Sunday, March 15, 2009

No More Passwords Please

This is the tentative title for my upcoming white paper, which is the major deliverable for the btr820 course on Research Methodologies and Writing. I'm excited to be doing this paper because a) I love writing and b) I'm looking forward to learning more about my topic which is essentially looking at solutions for the future of authentication on the web.

As users of web sites and applications, we are now subject to having to authenticate ourselves multiple times a day - I read somewhere than an average is 13 but for some of us who spend more time online it's probably twice that. Having your passwords remembered for you by the site or by your browser helps, but that is not a great solution for folks who are on multiple computers. Besides our passwords aren't even that safe to begin with (my bank won't let me use more than alpha numeric characters) and some sites make you change them regularly for extra security (a lie) and so as users we are caught up in a game of constantly trying to stay on top of the latest password for which site and please stop the web now, I want to get off.

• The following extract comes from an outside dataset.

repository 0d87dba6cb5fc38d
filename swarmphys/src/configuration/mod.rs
pub mod config;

What I want to look at is open, decentralized authentication identifiers that go beyond passwords with regards to actual security, that could be in your browser itself, and that would move with you easily no matter what computer you are on.

So I have some questions.

What are the implications of a web browser incorporating an open authentication protocol out of the box where the identifier is the browser itself?

What other options are coming down the pipe in terms of built-in browser features that help users deal with authentication? Is there something better than a decentralized open authentication protocol?

Do browser providers have to stay neutral and leave it up to web application providers to decide how users authenticate on the web or can they step in and lead the charge towards a certain protocol and influence sites instead?

While Weave is an excellent way of syncing your profile across various computers - is it really scalable? What other options are there for having an easy, portable profile which would be able to contain your identity as you move between computers, countries, even to your mobile device?

Thanks for reading this, I look forward to your thoughts on this issue.

6 comments:

Anonymous said...

I just used my Yubikey to authenticate for this comment.

aphirbli@ said...

Here is a great example of how authentication really sucks: I had to create an account to post this comment, and it took me more than ten minutes just to find an email address which was not already taken, and an additional five minutes to get to the form and fill out the rest of it. I ended up using the captcha as my email address.

While decentralized authentication is great in theory, I haven't seen a good example of it in practice. It might be because they had no browser support. Take these two pages as examples:

http://mcs.labs.braniecki.net/mediawiki/index.php?title=Special:OpenIDLogin&returnto=Main_Page
http://www.e-boks.dk/logon.aspx

They have lots of bad things in common:
1: They fill your screen from top to bottom with advanced technical information, and all this information is needed to log in. A simple username and password takes up two lines of input.
2: They both require multiple steps to authenticate, making the process way too complicated.

I really like this screenshot:

http://ed.agadak.net/2009/02/edbrowser-web-client-of-the-future

aphirbli@ said...

Oops, I forgot my name in my comment above: Jesper Kristensen

Anonymous said...

I love OpenID and think it is the future of authentication, but if you are talking about something browser-based, you should look into the certificate-based login at MyOpenID

Unknown said...

Josh beat me to the first mention, but a lot of problems people are keen to invent new technologies to solve have been solved by client certificates for 10+ years. The problem is that the technology is ugly - the user interface in Firefox is horrible (for those who even know it exists) and it takes more than zero configuration to make a web site happy with it too.

But the rewards are huge. A broadly deployed and tested technology already out there with strong, public crypto and protocols, useful metadata, and a wide range of identity detail possible. It's how every Spanish citizen pays their taxes and how most of them do their banking. Ditto South Korea. Ditto Belgium. We don't see it in North America much outside the military and a few large corps (HP, I think, has broad cert deployment?), but I suspect if you asked most of those people how to solve the multiple auth problem, they'd have a different answer than you typically encounter among the (north american) web2.0 crowd.

Unknown said...

Interesting, I was just thinking about this yesterday while shopping online. I must have all kinds of accounts with all kinds of websites and it can be difficult to keep all the passwords in my head. The typical solution is: click "Forgot Password", enter email address, receive new password via email, go back to website and type in new password. Pretty much all the sites I use employ this approach. It struck me that inventing a new technology to deal with password management would be a an uphill battle to say the least. The current email system does work, and everyone uses it, if only it were more streamlined... When you click "Forgot password" you would type in your email address (Firefox usually auto-completes it in anyway) and hit submit, next the website fires off an email with the new password. Nothing new so far. Next, your BROWSER checks your email account for an email from the domain you are visiting, gets the new password from the email and then logs you in. (You would have to work out the transaction details but I believe they are very achievable.)

This approach frees one from remembering passwords - you just need to be able to log into your email account - that's one password and the browser can even store that for you when you are on a personal computer.

The web already has an identity system: Email addresses/accounts. Its a standardized, open system; everyone already has an ID; everyone understands the system. The most unobstructed way forward may involve taking advantage of what already exists.